* TASK GOAL: Locate the word "enum" in the data below, then copy every line that holds it.

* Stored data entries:
..........
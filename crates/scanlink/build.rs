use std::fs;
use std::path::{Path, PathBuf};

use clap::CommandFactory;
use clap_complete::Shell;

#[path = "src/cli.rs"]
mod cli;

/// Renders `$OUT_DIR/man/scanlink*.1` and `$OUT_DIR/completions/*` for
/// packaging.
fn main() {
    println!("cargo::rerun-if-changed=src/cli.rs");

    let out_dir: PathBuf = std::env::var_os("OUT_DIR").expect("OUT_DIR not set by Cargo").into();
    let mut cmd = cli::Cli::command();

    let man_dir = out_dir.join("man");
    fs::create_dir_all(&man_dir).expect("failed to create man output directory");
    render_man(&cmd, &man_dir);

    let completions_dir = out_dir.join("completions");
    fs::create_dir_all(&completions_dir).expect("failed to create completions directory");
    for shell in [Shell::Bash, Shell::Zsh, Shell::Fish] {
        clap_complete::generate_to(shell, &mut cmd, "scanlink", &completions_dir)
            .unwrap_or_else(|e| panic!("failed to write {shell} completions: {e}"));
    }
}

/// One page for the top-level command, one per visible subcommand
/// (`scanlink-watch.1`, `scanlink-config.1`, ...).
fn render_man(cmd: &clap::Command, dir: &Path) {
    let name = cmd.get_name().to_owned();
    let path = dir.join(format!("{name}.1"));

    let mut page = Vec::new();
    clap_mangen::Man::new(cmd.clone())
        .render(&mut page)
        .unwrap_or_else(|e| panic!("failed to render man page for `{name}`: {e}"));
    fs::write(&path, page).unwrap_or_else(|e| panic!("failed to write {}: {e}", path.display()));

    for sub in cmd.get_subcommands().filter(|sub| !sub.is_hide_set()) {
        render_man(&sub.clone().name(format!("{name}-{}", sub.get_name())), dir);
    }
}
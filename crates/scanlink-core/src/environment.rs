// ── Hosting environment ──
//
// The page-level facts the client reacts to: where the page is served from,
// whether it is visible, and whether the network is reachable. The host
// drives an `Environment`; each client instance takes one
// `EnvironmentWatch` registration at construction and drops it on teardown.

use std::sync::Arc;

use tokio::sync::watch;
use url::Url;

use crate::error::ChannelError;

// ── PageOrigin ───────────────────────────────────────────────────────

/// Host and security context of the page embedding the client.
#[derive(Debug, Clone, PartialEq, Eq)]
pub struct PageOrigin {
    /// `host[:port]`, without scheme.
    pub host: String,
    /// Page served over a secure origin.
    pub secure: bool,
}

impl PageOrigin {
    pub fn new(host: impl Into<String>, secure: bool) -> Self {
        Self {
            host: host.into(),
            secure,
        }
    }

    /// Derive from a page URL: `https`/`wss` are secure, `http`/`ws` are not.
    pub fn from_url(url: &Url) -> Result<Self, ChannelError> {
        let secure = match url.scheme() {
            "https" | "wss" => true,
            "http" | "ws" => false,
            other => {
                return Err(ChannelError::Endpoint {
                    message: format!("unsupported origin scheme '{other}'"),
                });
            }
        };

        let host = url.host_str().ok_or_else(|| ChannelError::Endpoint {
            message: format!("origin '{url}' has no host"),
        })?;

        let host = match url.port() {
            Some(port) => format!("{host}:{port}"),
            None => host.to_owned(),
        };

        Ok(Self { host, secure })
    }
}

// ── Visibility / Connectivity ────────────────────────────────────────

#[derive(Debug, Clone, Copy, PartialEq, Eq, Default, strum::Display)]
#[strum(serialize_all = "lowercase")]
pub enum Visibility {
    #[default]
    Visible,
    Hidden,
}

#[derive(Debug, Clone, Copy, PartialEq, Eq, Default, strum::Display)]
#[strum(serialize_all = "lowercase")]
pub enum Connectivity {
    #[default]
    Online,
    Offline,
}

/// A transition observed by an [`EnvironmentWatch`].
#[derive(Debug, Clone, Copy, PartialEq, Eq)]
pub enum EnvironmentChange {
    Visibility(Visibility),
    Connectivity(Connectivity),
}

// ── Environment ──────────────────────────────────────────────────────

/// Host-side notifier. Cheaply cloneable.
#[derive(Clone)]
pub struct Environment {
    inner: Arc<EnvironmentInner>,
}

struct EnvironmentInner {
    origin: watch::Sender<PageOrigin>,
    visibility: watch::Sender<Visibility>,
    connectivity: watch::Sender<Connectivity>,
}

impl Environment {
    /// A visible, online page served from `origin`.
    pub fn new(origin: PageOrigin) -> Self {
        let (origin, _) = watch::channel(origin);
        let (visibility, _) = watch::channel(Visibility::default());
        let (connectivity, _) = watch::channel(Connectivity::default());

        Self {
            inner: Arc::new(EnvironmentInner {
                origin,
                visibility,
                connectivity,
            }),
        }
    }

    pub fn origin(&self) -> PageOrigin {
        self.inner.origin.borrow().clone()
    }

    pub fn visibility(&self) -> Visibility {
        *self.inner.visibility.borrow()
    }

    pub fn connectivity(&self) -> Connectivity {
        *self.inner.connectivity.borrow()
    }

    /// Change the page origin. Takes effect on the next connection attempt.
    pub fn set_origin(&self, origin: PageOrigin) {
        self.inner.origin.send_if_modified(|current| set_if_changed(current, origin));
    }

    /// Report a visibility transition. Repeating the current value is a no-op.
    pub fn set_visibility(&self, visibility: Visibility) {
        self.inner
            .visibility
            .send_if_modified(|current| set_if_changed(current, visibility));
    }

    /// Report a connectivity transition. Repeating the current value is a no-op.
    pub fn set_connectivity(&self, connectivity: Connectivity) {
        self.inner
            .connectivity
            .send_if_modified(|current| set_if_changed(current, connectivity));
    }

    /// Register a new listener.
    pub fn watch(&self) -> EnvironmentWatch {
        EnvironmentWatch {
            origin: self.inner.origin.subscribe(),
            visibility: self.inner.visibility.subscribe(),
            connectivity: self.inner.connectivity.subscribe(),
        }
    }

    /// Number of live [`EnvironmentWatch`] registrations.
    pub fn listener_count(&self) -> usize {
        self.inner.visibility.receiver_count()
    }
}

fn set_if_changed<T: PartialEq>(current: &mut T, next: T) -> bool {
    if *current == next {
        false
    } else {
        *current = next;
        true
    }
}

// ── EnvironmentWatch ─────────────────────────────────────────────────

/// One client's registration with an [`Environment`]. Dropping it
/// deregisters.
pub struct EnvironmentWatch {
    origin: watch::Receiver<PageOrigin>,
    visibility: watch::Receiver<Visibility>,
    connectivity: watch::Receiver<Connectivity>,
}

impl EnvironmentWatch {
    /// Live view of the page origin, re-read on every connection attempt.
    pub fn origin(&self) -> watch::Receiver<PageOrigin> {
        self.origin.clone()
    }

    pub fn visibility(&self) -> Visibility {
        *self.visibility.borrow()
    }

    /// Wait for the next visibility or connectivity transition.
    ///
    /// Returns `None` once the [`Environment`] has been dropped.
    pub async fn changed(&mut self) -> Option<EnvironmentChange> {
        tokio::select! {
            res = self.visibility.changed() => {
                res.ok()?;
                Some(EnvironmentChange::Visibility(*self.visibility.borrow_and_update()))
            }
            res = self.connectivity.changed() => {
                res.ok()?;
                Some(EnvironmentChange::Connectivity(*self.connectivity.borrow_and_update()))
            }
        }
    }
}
..........
* TASK SOLUTION:
pub enum Visibility {
pub enum Connectivity {
pub enum EnvironmentChange {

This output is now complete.